When you're young, you believe the stories your father tells you. And my father—lovable but imposing, a strapping six feet three inches tall with a thick, bristly mustache and a rumbling Sergeant Schultz accent that frightened my friends half to death—loved to tell stories. His family had moved to Hawaii from Germany when he was a child, but his strange way of pronouncing words never quite disappeared. Our family dogs, Nase and Scheu, were anointed with German names, a nod to his heritage, but there wasn't much else he divulged that would give us a feel for his formative years.
When talking about his past, my dad described his parents—his whole childhood, really—in vague, whitewashed snippets, offering little detail. The stories, as they came down to me, reminded me of old-timey telegrams: I lived on Oahu, in Hawaii, until I graduated from Punahou High School in 1944. Stop. I joined the army and fought in World War II. Stop. I was sent to Okinawa and earned a Bronze Star. Stop. It was the same when describing his family: My father served as a naval officer before dying in a car crash. Stop. End of discussion.
Occasionally, tiny details slipped out, but they were mostly about other people or the larger historical forces that sent him to war. "I went to the South Pacific," my father told me once. "Because if American soldiers with German names were captured by the Nazis, they suffered mightily for betraying the homeland. They told me if a U.S. soldier with German blood was captured by the Reich," he said, his face blank, "they were badly tortured."

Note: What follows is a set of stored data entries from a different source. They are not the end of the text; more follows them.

//! Google Cloud Text-to-Speech REST gateway.
//!
//! Talks to `POST /v1/text:synthesize` and `GET /v1/voices` with an API key.
//! All connection details come from [`SynthesisConfig`]; nothing is
//! hardcoded beyond the wire format.

use std::time::Duration;

use async_trait::async_trait;
use base64::engine::general_purpose::STANDARD as BASE64;
use base64::Engine as _;
use serde::{Deserialize, Serialize};

use super::catalog::VoiceDirectory;
use super::gateway::{SynthesisError, SynthesisGateway};
use super::voice::{VoiceGender, VoiceParams};
use crate::config::SynthesisConfig;

// ---------------------------------------------------------------------------
// Wire types
// ---------------------------------------------------------------------------

#[derive(Debug, Serialize)]
#[serde(rename_all = "camelCase")]
struct SynthesizeRequest<'a> {
    input: SynthesisInput<'a>,
    voice: VoiceSelection<'a>,
    audio_config: AudioConfig,
}

#[derive(Debug, Serialize)]
struct SynthesisInput<'a> {
    text: &'a str,
}

#[derive(Debug, Serialize)]
#[serde(rename_all = "camelCase")]
struct VoiceSelection<'a> {
    language_code: &'a str,
    #[serde(skip_serializing_if = "Option::is_none")]
    name: Option<&'a str>,
    ssml_gender: &'static str,
}

#[derive(Debug, Serialize)]
#[serde(rename_all = "camelCase")]
struct AudioConfig {
    audio_encoding: &'static str,
    speaking_rate: f32,
    pitch: f32,
}

#[derive(Debug, Deserialize)]
#[serde(rename_all = "camelCase")]
struct SynthesizeResponse {
    #[serde(default)]
    audio_content: String,
}

#[derive(Debug, Deserialize)]
struct VoicesResponse {
    #[serde(default)]
    voices: Vec<WireVoice>,
}

#[derive(Debug, Deserialize)]
#[serde(rename_all = "camelCase")]
struct WireVoice {
    name: String,
    #[serde(default)]
    language_codes: Vec<String>,
    #[serde(default)]
    ssml_gender: String,
    #[serde(default)]
    natural_sample_rate_hertz: u32,
}

// ---------------------------------------------------------------------------
// VoiceInfo
// ---------------------------------------------------------------------------

/// A voice offered by the synthesis service.
#[derive(Debug, Clone, PartialEq, Eq)]
pub struct VoiceInfo {
    pub name: String,
    pub language_codes: Vec<String>,
    /// `None` for neutral or unspecified voices.
    pub gender: Option<VoiceGender>,
    pub natural_sample_rate_hertz: u32,
}

impl From<WireVoice> for VoiceInfo {
    fn from(v: WireVoice) -> Self {
        Self {
            gender: VoiceGender::parse(&v.ssml_gender),
            name: v.name,
            language_codes: v.language_codes,
            natural_sample_rate_hertz: v.natural_sample_rate_hertz,
        }
    }
}

/// Keep only voices of `gender`; `None` keeps all.
pub fn filter_voices(voices: Vec<VoiceInfo>, gender: Option<VoiceGender>) -> Vec<VoiceInfo> {
    match gender {
        Some(g) => voices.into_iter().filter(|v| v.gender == Some(g)).collect(),
        None => voices,
    }
}

// ---------------------------------------------------------------------------
// GoogleTtsGateway
// ---------------------------------------------------------------------------

/// Synthesizes MP3 audio with Google Cloud Text-to-Speech.
pub struct GoogleTtsGateway {
    client: reqwest::Client,
    base_url: String,
    api_key: Option<String>,
    preview_text: String,
}

impl GoogleTtsGateway {
    /// Build a gateway from application config.
    ///
    /// The HTTP client carries the per-request `timeout`.  A default client
    /// is used if the builder fails.
    pub fn from_config(config: &SynthesisConfig, timeout: Duration) -> Self {
        let client = reqwest::Client::builder()
            .timeout(timeout)
            .build()
            .unwrap_or_else(|_| reqwest::Client::new());

        Self {
            client,
            base_url: config.base_url.trim_end_matches('/').to_string(),
            api_key: config.resolved_api_key(),
            preview_text: config.preview_text.clone(),
        }
    }

    fn api_key(&self) -> Result<&str, SynthesisError> {
        self.api_key.as_deref().ok_or_else(|| {
            SynthesisError::NotConfigured(format!(
                "set synthesis.api_key or {}",
                crate::config::settings::API_KEY_ENV
            ))
        })
    }

    async fn check_status(response: reqwest::Response) -> Result<reqwest::Response, SynthesisError> {
        let status = response.status();
        if status.is_success() {
            return Ok(response);
        }
        let message = response.text().await.unwrap_or_default();
        Err(SynthesisError::Status {
            status: status.as_u16(),
            message: message.trim().to_string(),
        })
    }
}

fn build_request<'a>(text: &'a str, voice: &'a VoiceParams) -> SynthesizeRequest<'a> {
    SynthesizeRequest {
        input: SynthesisInput { text },
        voice: VoiceSelection {
            language_code: &voice.language_code,
            name: voice.voice_name.as_deref().filter(|n| !n.is_empty()),
            ssml_gender: voice.voice_gender.as_str(),
        },
        audio_config: AudioConfig {
            audio_encoding: "MP3",
            speaking_rate: voice.speaking_rate,
            pitch: voice.pitch,
        },
    }
}

fn decode_audio(body: SynthesizeResponse) -> Result<Vec<u8>, SynthesisError> {
    let audio = BASE64
        .decode(body.audio_content.as_bytes())
        .map_err(|e| SynthesisError::Decode(e.to_string()))?;
    if audio.is_empty() {
        return Err(SynthesisError::EmptyAudio);
    }
    Ok(audio)
}

#[async_trait]
impl SynthesisGateway for GoogleTtsGateway {
    async fn synthesize(&self, text: &str, voice: &VoiceParams) -> Result<Vec<u8>, SynthesisError> {
        let voice = voice.clamped();
        let url = format!("{}/v1/text:synthesize", self.base_url);

        let response = self
            .client
            .post(&url)
            .query(&[("key", self.api_key()?)])
            .json(&build_request(text, &voice))
            .send()
            .await?;

        let body: SynthesizeResponse = Self::check_status(response)
            .await?
            .json()
            .await
            .map_err(|e| SynthesisError::Decode(e.to_string()))?;

        let audio = decode_audio(body)?;
        log::debug!("google tts: {} text bytes -> {} audio bytes", text.len(), audio.len());
        Ok(audio)
    }
}

#[async_trait]
impl VoiceDirectory for GoogleTtsGateway {
    /// List the service's voices for `language_code`, optionally filtered by
    /// gender.
    async fn list_voices(
        &self,
        language_code: &str,
        gender: Option<VoiceGender>,
    ) -> Result<Vec<VoiceInfo>, SynthesisError> {
        let url = format!("{}/v1/voices", self.base_url);
        let response = self
            .client
            .get(&url)
            .query(&[("languageCode", language_code), ("key", self.api_key()?)])
            .send()
            .await?;
        let body: VoicesResponse = Self::check_status(response)
            .await?
            .json()
            .await
            .map_err(|e| SynthesisError::Decode(e.to_string()))?;

        let voices = body.voices.into_iter().map(VoiceInfo::from).collect();
        Ok(filter_voices(voices, gender))
    }

    /// Synthesize the configured preview sentence with voice `name`.
    async fn preview_voice(
        &self,
        voice: &VoiceParams,
        name: &str,
    ) -> Result<Vec<u8>, SynthesisError> {
        let params = VoiceParams {
            voice_name: Some(name.to_string()),
            ..voice.clone()
        };
        self.synthesize(&self.preview_text, &params).await
    }
}

// ---------------------------------------------------------------------------
// Tests
// ---------------------------------------------------------------------------

#[cfg(test)]
mod tests {
    use super::*;

    fn config(api_key: Option<&str>) -> SynthesisConfig {
        SynthesisConfig {
            base_url: "http://localhost:9/".into(),
            api_key: api_key.map(str::to_string),
            ..SynthesisConfig::default()
        }
    }

    #[test]
    fn request_body_matches_wire_format() {
        let voice = VoiceParams {
            voice_name: Some("tr-TR-Wavenet-A".into()),
            speaking_rate: 1.25,
            pitch: -2.0,
            ..VoiceParams::default()
        };
        let json = serde_json::to_value(build_request("Merhaba", &voice)).unwrap();

        assert_eq!(json["input"]["text"], "Merhaba");
        assert_eq!(json["voice"]["languageCode"], "tr-TR");
        assert_eq!(json["voice"]["name"], "tr-TR-Wavenet-A");
        assert_eq!(json["voice"]["ssmlGender"], "FEMALE");
        assert_eq!(json["audioConfig"]["audioEncoding"], "MP3");
        assert_eq!(json["audioConfig"]["speakingRate"], 1.25);
        assert_eq!(json["audioConfig"]["pitch"], -2.0);
    }

    #[test]
    fn empty_voice_name_is_omitted() {
        let voice = VoiceParams {
            voice_name: Some(String::new()),
            ..VoiceParams::default()
        };
        let json = serde_json::to_value(build_request("x", &voice)).unwrap();
        assert!(json["voice"].get("name").is_none());
    }

    #[test]
    fn decode_audio_reads_base64() {
        let body = SynthesizeResponse {
            audio_content: BASE64.encode(b"ID3mp3"),
        };
        assert_eq!(decode_audio(body).unwrap(), b"ID3mp3");
    }

    #[test]
    fn decode_audio_rejects_empty_and_garbage() {
        let empty = SynthesizeResponse {
            audio_content: String::new(),
        };
        assert_eq!(decode_audio(empty), Err(SynthesisError::EmptyAudio));

        let garbage = SynthesizeResponse {
            audio_content: "***".into(),
        };
        assert!(matches!(decode_audio(garbage), Err(SynthesisError::Decode(_))));
    }

    #[test]
    fn voices_filter_by_gender() {
        let body: VoicesResponse = serde_json::from_str(
            r#"{"voices":[
                {"name":"tr-TR-Standard-A","languageCodes":["tr-TR"],"ssmlGender":"FEMALE","naturalSampleRateHertz":24000},
                {"name":"tr-TR-Standard-B","languageCodes":["tr-TR"],"ssmlGender":"MALE","naturalSampleRateHertz":24000},
                {"name":"tr-TR-Neutral","languageCodes":["tr-TR"],"ssmlGender":"NEUTRAL"}
            ]}"#,
        )
        .unwrap();
        let voices: Vec<VoiceInfo> = body.voices.into_iter().map(VoiceInfo::from).collect();

        let male = filter_voices(voices.clone(), Some(VoiceGender::Male));
        assert_eq!(male.len(), 1);
        assert_eq!(male[0].name, "tr-TR-Standard-B");
        assert_eq!(filter_voices(voices, None).len(), 3);
    }

    #[tokio::test]
    async fn missing_api_key_is_not_configured() {
        // Only meaningful when the env fallback is unset.
        if std::env::var(crate::config::settings::API_KEY_ENV).is_ok() {
            return;
        }
        let gateway = GoogleTtsGateway::from_config(&config(None), Duration::from_secs(1));
        let err = gateway
            .synthesize("x", &VoiceParams::default())
            .await
            .unwrap_err();
        assert!(matches!(err, SynthesisError::NotConfigured(_)));
    }

    #[tokio::test]
    async fn listing_voices_requires_api_key() {
        if std::env::var(crate::config::settings::API_KEY_ENV).is_ok() {
            return;
        }
        let gateway = GoogleTtsGateway::from_config(&config(None), Duration::from_secs(1));
        let err = gateway.list_voices("tr-TR", None).await.unwrap_err();
        assert!(matches!(err, SynthesisError::NotConfigured(_)));
    }

    #[test]
    fn base_url_trailing_slash_is_trimmed() {
        let gateway = GoogleTtsGateway::from_config(&config(Some("k")), Duration::from_secs(1));
        assert_eq!(gateway.base_url, "http://localhost:9");
    }

    #[test]
    fn gateway_is_object_safe() {
        let gateway: Box<dyn SynthesisGateway> = Box::new(GoogleTtsGateway::from_config(
            &config(Some("k")),
            Duration::from_secs(1),
        ));
        drop(gateway);
    }
}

But then it was back to his telegrams. I served again in Korea, then moved to New Jersey and married my first wife. Stop. We had two sons, but eventually divorced. Stop. I married your mom and we settled in Jacksonville. Stop. She had three children from an earlier marriage. Stop. You were born in 1963. Stop.
It had all led him to a quiet, normal life.
My father kept us away from his first family. He spoke very little about his wife and kids from the earlier marriage, and they had no contact. A picture of his two sons, framed in his office, was all we knew of them.
Life tumbled forward. In our family we rarely spoke about my dad's past. But on a sultry and dull June evening in the summer of 1976, his past arrived at our door. I was eating dinner with my mom and dad when the doorbell rang.
I jumped up to answer it, hoping, I'm sure, it was a friend from the neighborhood wanting to hang out. Instead, it was a man, tall and wiry, much like my dad.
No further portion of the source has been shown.